Said jounin said never but put the now crying girl into his arms and held her gently. The petite girl cried on his shoulders. Tears stream down her face like a river. Never did the girl saw the expression on the shiver-haired man's face.

'No, I don't. I love someone so much that her tears makes me want to cry so badly but I can't. Coz I've to be strong for her. I can't cry in front of her coz she already has too much grief for someone of her age. She doesn't need an old man, like me, to make her feel even more miserable'


Have you ever needed something so bad
You can't sleep at night

'I need him here so badly! I just want him to be here, with me, with Naruto, with you. So we can be team seven again. I need him, even if he never returns my feeling, just his presence is enough. But no, he doesn't even grant me this little wish, he just left Konoha, left team seven, left you, left Naruto, left me- just for his stupid revenge. When he left, he took my heart with him and the void inside will never be filled without him. Whenever I closed my eyes, I saw him. I can't sleep Kaka-sensei. Have you ever feel so desperate for something? Have you?'

Still, the jounin did nothing but held the girl tighter. He didn't move and his expression as stoic as ever. No one knows what's going on in his mind.

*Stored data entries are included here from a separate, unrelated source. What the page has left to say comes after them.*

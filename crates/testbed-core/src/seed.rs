// crates/testbed-core/src/seed.rs
// ============================================================================
// Module: Seed Rows
// Description: Typed fixed-value rows for establishing known starting state.
// Purpose: Let loaders upsert seed data by primary key, idempotently.
// Dependencies: serde, serde_json, thiserror
// ============================================================================

//! ## Overview
//! Seed rows are fixed-value records merged into the database at fixture
//! setup. Rows are keyed by their table's primary key so the loader can
//! upsert rather than insert; re-seeding the same batch never raises a
//! duplicate-key error, even after a partially completed prior teardown.
//!
//! ## Invariants
//! - A row names each column at most once (last assignment wins).
//! - JSON values serialize to canonical text at bind time.

// ============================================================================
// SECTION: Imports
// ============================================================================

use serde_json::Value as JsonValue;
use thiserror::Error;

use crate::schema::TableDef;

// ============================================================================
// SECTION: Errors
// ============================================================================

/// Seed construction and binding errors.
#[derive(Debug, Error)]
pub enum SeedError {
    /// A row omits its table's primary key column.
    #[error("seed row for {table} omits primary key column {column}")]
    MissingPrimaryKey {
        /// Target table.
        table: String,
        /// Expected primary key column.
        column: String,
    },
    /// A row names a column absent from its table.
    #[error("seed row for {table} names unknown column {column}")]
    UnknownColumn {
        /// Target table.
        table: String,
        /// Offending column name.
        column: String,
    },
    /// JSON value failed to serialize.
    #[error("seed value for {table}.{column} failed to serialize: {message}")]
    Serialize {
        /// Target table.
        table: String,
        /// Target column.
        column: String,
        /// Serializer message.
        message: String,
    },
}

// ============================================================================
// SECTION: Seed Values
// ============================================================================

/// A typed seed value.
#[derive(Debug, Clone, PartialEq)]
pub enum SeedValue {
    /// SQL NULL.
    Null,
    /// 64-bit integer.
    Integer(i64),
    /// 64-bit float.
    Real(f64),
    /// UTF-8 text.
    Text(String),
    /// Raw bytes.
    Blob(Vec<u8>),
    /// JSON document, stored as text.
    Json(JsonValue),
}

impl From<i64> for SeedValue {
    fn from(value: i64) -> Self {
        Self::Integer(value)
    }
}

impl From<f64> for SeedValue {
    fn from(value: f64) -> Self {
        Self::Real(value)
    }
}

impl From<&str> for SeedValue {
    fn from(value: &str) -> Self {
        Self::Text(value.to_string())
    }
}

impl From<String> for SeedValue {
    fn from(value: String) -> Self {
        Self::Text(value)
    }
}

impl From<Vec<u8>> for SeedValue {
    fn from(value: Vec<u8>) -> Self {
        Self::Blob(value)
    }
}

impl From<JsonValue> for SeedValue {
    fn from(value: JsonValue) -> Self {
        Self::Json(value)
    }
}

// ============================================================================
// SECTION: Seed Rows
// ============================================================================

/// One fixed-value row destined for a named table.
#[derive(Debug, Clone)]
pub struct SeedRow {
    /// Target table name.
    table: String,
    /// Column/value assignments in insertion order.
    values: Vec<(String, SeedValue)>,
}

impl SeedRow {
    /// Creates an empty row for `table`.
    #[must_use]
    pub fn new(table: &str) -> Self {
        Self {
            table: table.to_string(),
            values: Vec::new(),
        }
    }

    /// Assigns a column value; reassigning a column replaces the prior value.
    #[must_use]
    pub fn set(mut self, column: &str, value: impl Into<SeedValue>) -> Self {
        let value = value.into();
        if let Some(slot) = self.values.iter_mut().find(|(name, _)| name == column) {
            slot.1 = value;
        } else {
            self.values.push((column.to_string(), value));
        }
        self
    }

    /// Returns the target table name.
    #[must_use]
    pub fn table(&self) -> &str {
        &self.table
    }

    /// Returns the column/value assignments in insertion order.
    #[must_use]
    pub fn values(&self) -> &[(String, SeedValue)] {
        &self.values
    }

    /// Returns the value assigned to `column`, when present.
    #[must_use]
    pub fn value(&self, column: &str) -> Option<&SeedValue> {
        self.values.iter().find(|(name, _)| name == column).map(|(_, value)| value)
    }

    /// Checks the row against its table: every named column must exist and
    /// the primary key must be assigned (upserts merge by key).
    ///
    /// # Errors
    ///
    /// Returns [`SeedError`] when a column is unknown or the key is missing.
    pub fn validate_against(&self, table: &TableDef) -> Result<(), SeedError> {
        for (column, _) in &self.values {
            if table.column(column).is_none() {
                return Err(SeedError::UnknownColumn {
                    table: self.table.clone(),
                    column: column.clone(),
                });
            }
        }
        let key = table.primary_key().map(|column| column.name().to_string()).unwrap_or_default();
        if self.value(&key).is_none() {
            return Err(SeedError::MissingPrimaryKey {
                table: self.table.clone(),
                column: key,
            });
        }
        Ok(())
    }
}

/// An ordered batch of seed rows committed as one unit.
#[derive(Debug, Clone, Default)]
pub struct SeedBatch {
    /// Rows in insertion order.
    rows: Vec<SeedRow>,
}

impl SeedBatch {
    /// Creates an empty batch.
    #[must_use]
    pub const fn new() -> Self {
        Self {
            rows: Vec::new(),
        }
    }

    /// Appends a row.
    #[must_use]
    pub fn with_row(mut self, row: SeedRow) -> Self {
        self.rows.push(row);
        self
    }

    /// Appends a row in place.
    pub fn push(&mut self, row: SeedRow) {
        self.rows.push(row);
    }

    /// Returns the rows in insertion order.
    #[must_use]
    pub fn rows(&self) -> &[SeedRow] {
        &self.rows
    }

    /// Returns whether the batch holds no rows.
    #[must_use]
    pub fn is_empty(&self) -> bool {
        self.rows.is_empty()
    }
}

// ============================================================================
// SECTION: Tests
// ============================================================================
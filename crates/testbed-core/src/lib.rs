// crates/testbed-core/src/lib.rs
// ============================================================================
// Module: Testbed Core
// Description: Dependency-free building blocks for deterministic test fixtures.
// Purpose: Define the schema model, seed values, teardown stack, and overrides.
// Dependencies: serde, serde_json, thiserror
// ============================================================================

//! ## Overview
//! This crate holds the pure (no I/O) building blocks of Testbed:
//!
//! - [`schema`] — declarative relational tables with typed columns, primary
//!   keys, and foreign keys, ordered topologically so provisioning runs
//!   parents-first and teardown runs children-first.
//! - [`seed`] — typed seed rows keyed by primary key, so loaders can upsert
//!   idempotently.
//! - [`teardown`] — a LIFO stack of teardown actions that executes exactly
//!   once per scope, on explicit request or on drop.
//! - [`overrides`] — a stack-scoped dependency substitution map with RAII
//!   restoration, so overrides never leak across test boundaries.
//!
//! ## Invariants
//! - Schema ordering is deterministic for identical input.
//! - Teardown actions run last-acquired-first-released on every exit path.
//! - An override is visible only while its guard is alive.

pub mod overrides;
pub mod schema;
pub mod seed;
pub mod teardown;

pub use overrides::OverrideError;
pub use overrides::OverrideGuard;
pub use overrides::OverrideRegistry;
pub use schema::ColumnDef;
pub use schema::ColumnType;
pub use schema::ForeignKeyDef;
pub use schema::Schema;
pub use schema::SchemaError;
pub use schema::TableDef;
pub use seed::SeedBatch;
pub use seed::SeedError;
pub use seed::SeedRow;
pub use seed::SeedValue;
pub use teardown::TeardownError;
pub use teardown::TeardownFailure;
pub use teardown::TeardownStack;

"I wish I have not. I wish. But, you know, I understand all your feelings. It hurt so much to see your love crying so hard and you can do nothing to help her. When your love is crying her eyes out, part of your heart is also dieing. I need her to be happy. I want nothing but her happiness. If the boy's return can make her smile again, I will make sure he come back, at all account, All I need is her happiness and without it, I can never lie down and sleep peacefully.'

Have you ever tried to find the words

But they don't come out right

'The day he left I tried so hard to make him stay. I pour my heart to them. I tried so hard! I told him I would do just anything for him. Just to make him happy! I'll try my very best to do everything for him. Everything! I mean it. I want to tell him how much I love him and I cannot live without him. Without him, life is meaningless to me. But I cannot find the right words. If I did find the right words to touch him deep enough, he would have had stayed and we can still be team seven. But the words just don't come out right. Sensei, tell me, why, can't I find the right words for him? Have you ever tried but failed?'


Have you ever have you ever
Have you ever been in love
Been in love so bad
You'd do anything to make them understand

'I have love him so badly! I tried everything to make him understand! Everyone see that. I love him so much that I can throw away my life just for him. I care about nothing but him. I beg for him to stay. I beg for his love. I just want him to understand how much I love him. I can help him with his revenge! I can leave with him! I'll always be there for him! Why can't him understand?'

The petite girl cried even louder and hugged the jounin on the neck, tight. She didn't pay heed to the pained expression on the jounin's face. Even with the mask on, even only an eye was shown to the world, if one pay close attention, the pain is unmistakably.

'I know, Sakura-chan, I know. It's okay.' he murmured.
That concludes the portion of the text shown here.